Mosman Council was prepared to identify six easily rebuttable reasons when they forced a review of the October decision at the special LG NSW conference in March and where the position of the LGNSW Board was unanimously endorsed.
The Act could be changed by the end of this year, we’ve seen how quickly, almost instantly, the Minister and those responsible for the process can move during COVID, but it will require something more than the sloth-like progress from OLG, and that in turn slowing the Minister, for this to happen.
The Fair Work Commission on 15 June lifted the national minimum wage by 5.2%, noting a “sharp increase in the cost of living”. Labor had campaigned in the 21 May Federal election to support an increase in the minimum wage because “we did not want people who are on the minimum wage to go backwards” and having won the election and formed Government, did precisely that. Minister for Employment and Minister for Workplace Relations Tony Burke MP ceremoniously brandishes the submission to the FWC, above.
What a nice change to have a government interested in protecting the 2.7 million or so workers on the minimum wage who will, from 1 July, receive a 5.2% increase, or $40 a week, whichever is the greater. The Commission delayed the increase for the aviation, tourism and hospitality sectors due to “exceptional circumstances”, including their slow recovery from the Covid recession.
And as these things go, there will be pressure from the trade union movement to flow that increase across federal awards.
Procedurally, the NSW Industrial Relations Commission will convene a State Wage Case to determine whether that increase in the federal minimum wage should be reflected in the New South Wales system.
And just as federal unions pursue that increase for their members in federal awards, New South Wales unions would pursue whatever came out of the State Wage Case for their members as well.
No immediate money for local government with an increase of 2% due from the first pay period after 1 July, which is way, way behind inflation and is effectively a wage cut, but is locked in.
Petrol, groceries, meat, all the staples, $39 a kilo for green beans, FFS!
Now we have a federal government that thinks it’s okay to be a union member and have unions involved in the debate, here is a brilliant ad prepared by the ACTU as part of a broad national recruitment campaign.

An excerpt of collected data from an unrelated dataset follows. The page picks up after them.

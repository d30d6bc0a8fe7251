use tracing::trace;

use crate::{
    ast::{Segment, Selector},
    error::PathError,
    options::Options,
    resolver::{matching, resolve},
    value::{Array, Object, Record, Value, ValueType},
};

/// Outcome of evaluating a path suffix against one node.
///
/// `Miss` means a recursive (`..`) search ran into a dead end. It is not an
/// error: sibling branches keep searching, and only the top-level call turns
/// an overall miss into `NotFound`.
#[derive(Debug)]
pub enum Step<T> {
    Done(T),
    Miss,
    Fail(PathError),
}

impl<T> Step<T> {
    /// Under `..`, a match whose remaining path does not fit the data is
    /// simply not a match.
    fn soften(self, segment: &Segment) -> Self {
        match self {
            Step::Fail(err) if segment.recursive => {
                trace!(segment = %segment, error = %err, "recursive match skipped");
                Step::Miss
            }
            other => other,
        }
    }
}

/// Results gathered across the branches a segment fans out to.
trait Gather: Default {
    fn merge(&mut self, other: Self);
    fn is_empty(&self) -> bool;
}

impl Gather for Vec<Value> {
    fn merge(&mut self, other: Self) {
        self.extend(other);
    }

    fn is_empty(&self) -> bool {
        Vec::is_empty(self)
    }
}

/// Set gathers whether any value was written
impl Gather for bool {
    fn merge(&mut self, other: Self) {
        *self |= other;
    }

    fn is_empty(&self) -> bool {
        !*self
    }
}

#[derive(Default)]
struct Fanout<T> {
    acc: T,
    missed: bool,
}

impl<T: Gather> Fanout<T> {
    fn absorb(&mut self, step: Step<T>) -> Result<(), PathError> {
        match step {
            Step::Done(found) => self.acc.merge(found),
            Step::Miss => self.missed = true,
            Step::Fail(err) => return Err(err),
        }
        Ok(())
    }

    fn extend(&mut self, other: Fanout<T>) {
        self.acc.merge(other.acc);
        self.missed |= other.missed;
    }

    fn finish(self, segment: &Segment) -> Step<T> {
        if self.acc.is_empty() && (self.missed || segment.recursive) {
            Step::Miss
        } else {
            Step::Done(self.acc)
        }
    }
}

/// Removes repeated keys, keeping the first occurrence.
fn unique(keys: &[String]) -> Vec<&String> {
    let mut out: Vec<&String> = Vec::with_capacity(keys.len());
    for key in keys {
        if !out.contains(&key) {
            out.push(key);
        }
    }
    out
}

/// Walks a value tree along a list of segments.
///
/// Both walks recurse once per segment and once per level of `..` search, so
/// stack depth grows with path length times data depth.
pub struct Evaluator<'p> {
    source: &'p str,
    options: &'p Options,
}
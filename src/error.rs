//! Error types for path compilation and evaluation.

use thiserror::Error;

/// Broad category of a [`PathError`].
#[derive(Debug, Clone, Copy, PartialEq, Eq)]
pub enum ErrorKind {
    /// The path string is malformed. Only produced while compiling.
    InvalidPath,
    /// The path is well formed but cannot be resolved or written against the data.
    NotFound,
}

/// Errors returned by [`compile`](crate::compile), [`CompiledPath::get`](crate::CompiledPath::get)
/// and [`CompiledPath::set`](crate::CompiledPath::set).
#[derive(Debug, Clone, PartialEq, Eq, Error)]
pub enum PathError {
    #[error("invalid path: {message}: {path}")]
    InvalidPath { message: String, path: String },

    #[error("not found: {message}: {path}")]
    NotFound { message: String, path: String },
}

impl PathError {
    pub(crate) fn invalid(message: impl Into<String>, path: &str) -> Self {
        PathError::InvalidPath {
            message: message.into(),
            path: path.to_string(),
        }
    }

    pub(crate) fn not_found(message: impl Into<String>, path: &str) -> Self {
        PathError::NotFound {
            message: message.into(),
            path: path.to_string(),
        }
    }

    pub fn kind(&self) -> ErrorKind {
        match self {
            PathError::InvalidPath { .. } => ErrorKind::InvalidPath,
            PathError::NotFound { .. } => ErrorKind::NotFound,
        }
    }

    /// The reason without the path suffix, e.g. `key does not exist (name)`.
    pub fn message(&self) -> &str {
        match self {
            PathError::InvalidPath { message, .. } | PathError::NotFound { message, .. } => message,
        }
    }

    /// The raw path string the error was raised for.
    pub fn path(&self) -> &str {
        match self {
            PathError::InvalidPath { path, .. } | PathError::NotFound { path, .. } => path,
        }
    }

    pub fn is_not_found(&self) -> bool {
        self.kind() == ErrorKind::NotFound
    }
}
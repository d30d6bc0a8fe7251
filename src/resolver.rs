//! Maps index and range entries onto concrete positions of a sequence.

use std::collections::BTreeSet;

use thiserror::Error;

use crate::ast::IndexSpec;

#[derive(Debug, Clone, PartialEq, Eq, Error)]
pub enum ResolveError {
    #[error("index out of range ({0})")]
    OutOfRange(i64),

    #[error("indexes out of range ({0})")]
    EmptyRange(IndexSpec),
}

/// Resolves `specs` against a sequence of length `len`.
///
/// The result is ascending and free of duplicates. With `capped` every
/// position must lie in `[0, len)`; without it positions past the end are
/// returned so the caller can grow the sequence.
pub fn resolve(specs: &[IndexSpec], len: usize, capped: bool) -> Result<Vec<usize>, ResolveError> {
    let mut out = BTreeSet::new();
    for spec in specs {
        resolve_spec(*spec, len, capped, &mut out)?;
    }
    Ok(out.into_iter().collect())
}

/// Positions in `[0, len)` hit by any of `specs`, silently skipping entries
/// that fall outside the sequence.
pub fn matching(specs: &[IndexSpec], len: usize) -> BTreeSet<usize> {
    let mut out = BTreeSet::new();
    for spec in specs {
        let mut hits = BTreeSet::new();
        if resolve_spec(*spec, len, true, &mut hits).is_ok() {
            out.extend(hits);
        }
    }
    out
}

fn resolve_spec(
    spec: IndexSpec,
    len: usize,
    capped: bool,
    out: &mut BTreeSet<usize>,
) -> Result<(), ResolveError> {
    let len = len as i64;
    match spec {
        IndexSpec::Index(idx) => {
            out.insert(wrap(idx, idx, len, capped)? as usize);
        }
        IndexSpec::Range { start, end } => {
            let first = wrap(start.unwrap_or(0), start.unwrap_or(0), len, capped)?;
            let last = match end {
                // End bounds are exclusive; negative ones count from the end.
                Some(e) if e < 0 => {
                    let before = e.checked_sub(1).ok_or(ResolveError::OutOfRange(e))?;
                    wrap(before, e, len, capped)?
                }
                Some(0) => return Err(ResolveError::EmptyRange(spec)),
                Some(e) => {
                    if capped && e - 1 >= len {
                        return Err(ResolveError::OutOfRange(e));
                    }
                    e - 1
                }
                None => len - 1,
            };

            if first > last {
                return Err(ResolveError::EmptyRange(spec));
            }
            out.extend((first..=last).map(|i| i as usize));
        }
    }
    Ok(())
}

/// Wraps a negative position. `written` is the bound as it appeared in the
/// path, used for the error message.
fn wrap(idx: i64, written: i64, len: i64, capped: bool) -> Result<i64, ResolveError> {
    let wrapped = if idx < 0 { len + idx } else { idx };
    if wrapped < 0 || (capped && wrapped >= len) {
        return Err(ResolveError::OutOfRange(written));
    }
    Ok(wrapped)
}
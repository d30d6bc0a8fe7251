//! Compile path expressions such as `$.store..book[0, -2:].title` and use them
//! to read or write values nested inside dynamic documents and typed record
//! graphs.
//!
//! ```
//! use pathkit::{Value, get, set};
//! use serde_json::json;
//!
//! let mut doc = Value::from(json!({"a": [1, 2, 3]}));
//! assert_eq!(get(&doc, "a[-1]").unwrap(), Value::Integer(3));
//!
//! set(&mut doc, "a[4]", Value::from("x")).unwrap();
//! assert_eq!(doc, Value::from(json!({"a": [1, 2, 3, null, "x"]})));
//! ```
pub mod ast;
pub mod cli;
pub mod convert;
pub mod error;
pub mod evaluator;
pub mod lexer;
pub mod options;
pub mod parser;
pub mod path;
pub mod resolver;
pub mod value;

pub use ast::{IndexSpec, Segment, Selector};
pub use convert::{json_to_value, value_to_json};
pub use error::{ErrorKind, PathError};
pub use lexer::{Lexer, RawSegment};
pub use options::Options;
pub use parser::Parser;
pub use path::{CompiledPath, compile, compile_with, get, set};
pub use value::{Array, Field, Object, Record, Reference, Value, ValueType};
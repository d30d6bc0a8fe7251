use std::collections::HashMap;
use std::fmt;

use indexmap::IndexMap;

/// A node in a value tree that paths are evaluated against.
///
/// Dynamic documents (decoded JSON and friends) only ever use the scalar
/// variants plus untyped [`Array`]s and [`Object`]s. Typed record graphs add
/// [`Record`]s, [`Reference`]s and containers with a fixed element type, which
/// `set` checks before installing a value.
///
/// # Examples
///
/// ```
/// use pathkit::value::{Array, Object, Value, ValueType};
///
/// // Dynamic containers accept anything
/// let doc = Value::Object(
///     Object::new()
///         .with("name", Value::from("widget"))
///         .with("tags", Value::Array(Array::new(vec![Value::from("a")]))),
/// );
///
/// // A typed sequence only takes integers
/// let ints = Value::Array(Array::typed(ValueType::Integer, vec![Value::from(1)]));
/// assert_eq!(ints.value_type().to_string(), "[]int");
/// # let _ = doc;
/// ```
#[derive(Debug, Clone, PartialEq)]
pub enum Value {
    Null,
    Boolean(bool),
    Integer(i64),
    Float(f64),
    String(String),

    /// Ordered, index addressable, growable sequence
    Array(Array),

    /// String keyed container
    Object(Object),

    /// Fixed shape record with named fields
    Record(Record),

    /// Optional / boxed indirection, resolved transparently during traversal
    Reference(Reference),
}

impl Value {
    /// The static type of this value as seen by a typed slot.
    pub fn value_type(&self) -> ValueType {
        match self {
            Value::Null => ValueType::Null,
            Value::Boolean(_) => ValueType::Boolean,
            Value::Integer(_) => ValueType::Integer,
            Value::Float(_) => ValueType::Float,
            Value::String(_) => ValueType::String,
            Value::Array(arr) => ValueType::Array(Box::new(arr.elem.clone())),
            Value::Object(obj) => ValueType::Object(Box::new(obj.elem.clone())),
            Value::Record(rec) => ValueType::Record(rec.name.clone()),
            Value::Reference(r) => ValueType::Reference(Box::new(r.target.clone())),
        }
    }

    /// Follows references until a non-reference value is reached.
    ///
    /// An unset reference resolves to `None`, i.e. "does not exist".
    pub fn resolve(&self) -> Option<&Value> {
        match self {
            Value::Reference(r) => r.value.as_deref().and_then(Value::resolve),
            other => Some(other),
        }
    }
}

impl From<bool> for Value {
    fn from(b: bool) -> Self {
        Value::Boolean(b)
    }
}

impl From<i64> for Value {
    fn from(n: i64) -> Self {
        Value::Integer(n)
    }
}

impl From<i32> for Value {
    fn from(n: i32) -> Self {
        Value::Integer(n.into())
    }
}

impl From<f64> for Value {
    fn from(n: f64) -> Self {
        Value::Float(n)
    }
}

impl From<&str> for Value {
    fn from(s: &str) -> Self {
        Value::String(s.to_string())
    }
}

impl From<String> for Value {
    fn from(s: String) -> Self {
        Value::String(s)
    }
}

impl From<Vec<Value>> for Value {
    fn from(items: Vec<Value>) -> Self {
        Value::Array(Array::new(items))
    }
}

/// Element type of a container slot.
///
/// `Any` marks a fully dynamic slot. Every other variant requires the
/// installed value to have exactly that type.
#[derive(Debug, Clone, PartialEq, Eq, Hash)]
pub enum ValueType {
    Any,
    Null,
    Boolean,
    Integer,
    Float,
    String,
    Array(Box<ValueType>),
    Object(Box<ValueType>),
    /// Record with the given type name
    Record(String),
    Reference(Box<ValueType>),
}

impl ValueType {
    pub fn array_of(elem: ValueType) -> Self {
        ValueType::Array(Box::new(elem))
    }

    pub fn object_of(elem: ValueType) -> Self {
        ValueType::Object(Box::new(elem))
    }

    pub fn reference_to(target: ValueType) -> Self {
        ValueType::Reference(Box::new(target))
    }

    /// Whether `value` may be stored in a slot of this type.
    pub fn accepts(&self, value: &Value) -> bool {
        match (self, value) {
            (ValueType::Any, _) => true,
            (ValueType::Reference(_), Value::Null) => true,
            (slot, value) => *slot == value.value_type(),
        }
    }

    /// The value a fresh slot of this type holds.
    ///
    /// Records have no zero value without a schema, so they start out as
    /// `Null` like dynamic slots do.
    pub fn zero(&self) -> Value {
        match self {
            ValueType::Any | ValueType::Null | ValueType::Record(_) => Value::Null,
            ValueType::Boolean => Value::Boolean(false),
            ValueType::Integer => Value::Integer(0),
            ValueType::Float => Value::Float(0.0),
            ValueType::String => Value::String(String::new()),
            ValueType::Array(elem) => Value::Array(Array::typed((**elem).clone(), Vec::new())),
            ValueType::Object(elem) => Value::Object(Object::typed((**elem).clone())),
            ValueType::Reference(target) => Value::Reference(Reference::null((**target).clone())),
        }
    }
}

impl fmt::Display for ValueType {
    fn fmt(&self, f: &mut fmt::Formatter<'_>) -> fmt::Result {
        match self {
            ValueType::Any => write!(f, "any"),
            ValueType::Null => write!(f, "null"),
            ValueType::Boolean => write!(f, "bool"),
            ValueType::Integer => write!(f, "int"),
            ValueType::Float => write!(f, "float"),
            ValueType::String => write!(f, "string"),
            ValueType::Array(elem) => write!(f, "[]{}", elem),
            ValueType::Object(elem) => write!(f, "map[string]{}", elem),
            ValueType::Record(name) => write!(f, "{}", name),
            ValueType::Reference(target) => write!(f, "*{}", target),
        }
    }
}

#[derive(Debug, Clone, PartialEq)]
pub struct Array {
    pub elem: ValueType,
    pub items: Vec<Value>,
}

impl Array {
    /// Dynamic sequence
    pub fn new(items: Vec<Value>) -> Self {
        Array {
            elem: ValueType::Any,
            items,
        }
    }

    pub fn typed(elem: ValueType, items: Vec<Value>) -> Self {
        Array { elem, items }
    }

    pub fn len(&self) -> usize {
        self.items.len()
    }

    pub fn is_empty(&self) -> bool {
        self.items.is_empty()
    }
}

#[derive(Debug, Clone, PartialEq)]
pub struct Object {
    pub elem: ValueType,
    pub entries: IndexMap<String, Value>,
}

impl Object {
    /// Empty dynamic object
    pub fn new() -> Self {
        Object::typed(ValueType::Any)
    }

    pub fn typed(elem: ValueType) -> Self {
        Object {
            elem,
            entries: IndexMap::new(),
        }
    }

    pub fn insert(&mut self, key: impl Into<String>, value: Value) -> Option<Value> {
        self.entries.insert(key.into(), value)
    }

    pub fn with(mut self, key: impl Into<String>, value: Value) -> Self {
        self.insert(key, value);
        self
    }

    pub fn get(&self, key: &str) -> Option<&Value> {
        self.entries.get(key)
    }

    pub fn len(&self) -> usize {
        self.entries.len()
    }

    pub fn is_empty(&self) -> bool {
        self.entries.is_empty()
    }
}

impl Default for Object {
    fn default() -> Self {
        Object::new()
    }
}

/// Fixed shape record. Fields can be looked up by name or through an alias
/// table selected with [`Options::field_tag`](crate::Options::field_tag).
#[derive(Debug, Clone, PartialEq)]
pub struct Record {
    pub name: String,
    pub fields: Vec<Field>,
}

impl Record {
    pub fn new(name: impl Into<String>) -> Self {
        Record {
            name: name.into(),
            fields: Vec::new(),
        }
    }

    pub fn with_field(mut self, field: Field) -> Self {
        self.fields.push(field);
        self
    }

    /// Looks a field up by its alias in `tag`, or by name when no tag is given.
    pub fn position(&self, key: &str, tag: Option<&str>) -> Option<usize> {
        self.fields.iter().position(|f| f.address(tag) == Some(key))
    }

    pub fn field(&self, key: &str, tag: Option<&str>) -> Option<&Field> {
        self.position(key, tag).map(|i| &self.fields[i])
    }
}

#[derive(Debug, Clone, PartialEq)]
pub struct Field {
    pub name: String,
    pub ty: ValueType,
    pub value: Value,
    /// Alias table name -> alias of this field
    pub tags: HashMap<String, String>,
}

impl Field {
    pub fn new(name: impl Into<String>, ty: ValueType, value: Value) -> Self {
        Field {
            name: name.into(),
            ty,
            value,
            tags: HashMap::new(),
        }
    }

    pub fn tag(mut self, table: impl Into<String>, alias: impl Into<String>) -> Self {
        self.tags.insert(table.into(), alias.into());
        self
    }

    /// The name a path uses to reach this field, if it is reachable at all.
    pub fn address(&self, tag: Option<&str>) -> Option<&str> {
        match tag {
            Some(table) => self.tags.get(table).map(String::as_str),
            None => Some(&self.name),
        }
    }
}

#[derive(Debug, Clone, PartialEq)]
pub struct Reference {
    pub target: ValueType,
    pub value: Option<Box<Value>>,
}

impl Reference {
    pub fn to(target: ValueType, value: Value) -> Self {
        Reference {
            target,
            value: Some(Box::new(value)),
        }
    }

    /// Unset reference
    pub fn null(target: ValueType) -> Self {
        Reference {
            target,
            value: None,
        }
    }
}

https://www.youtube.com/watch?v=3qrTJgz72os
Watch the 30 seconds, enjoy its powerful message, it can bring a tear to the eye, and sign up your workmates to depa.
There’s no point having a GIPA Act, which when it was made was proudly claimed by the NSW Premier at the time, Nathan Reese, to set a new standard in allowing access to government information, if it doesn’t do so. Neither does it make any sense having an Information Commissioner more interested in the denial of information, than providing access to it. Nathan would be very disappointed.
NCAT found against us when we wanted access to documents within OLG which would explain how their CEO at the time could have made such a fundamental mistake in an order that the councillor concerned had no priors, nor any subsequent complaints in the pipeline. Both those statements were wrong.
How the investigation was conducted, by whom, or who was interviewed was not the purpose of our application. The application was not pursuing information which is locked away by exclusions to the GIPA Act that would make any totalitarian regime green with envy, but how the CEO could have considered an informed report from the investigators and still have got it factually wrong.
We hope for greater success with the appeal but in an environment where the Minister for Local Government has appointed an independent reviewer to review the framework of councillor complaints, and how they’re handled by OLG, including the embarrassing and astonishingly slow timeframes, it doesn’t hurt to keep reminding people about the failures of the current system.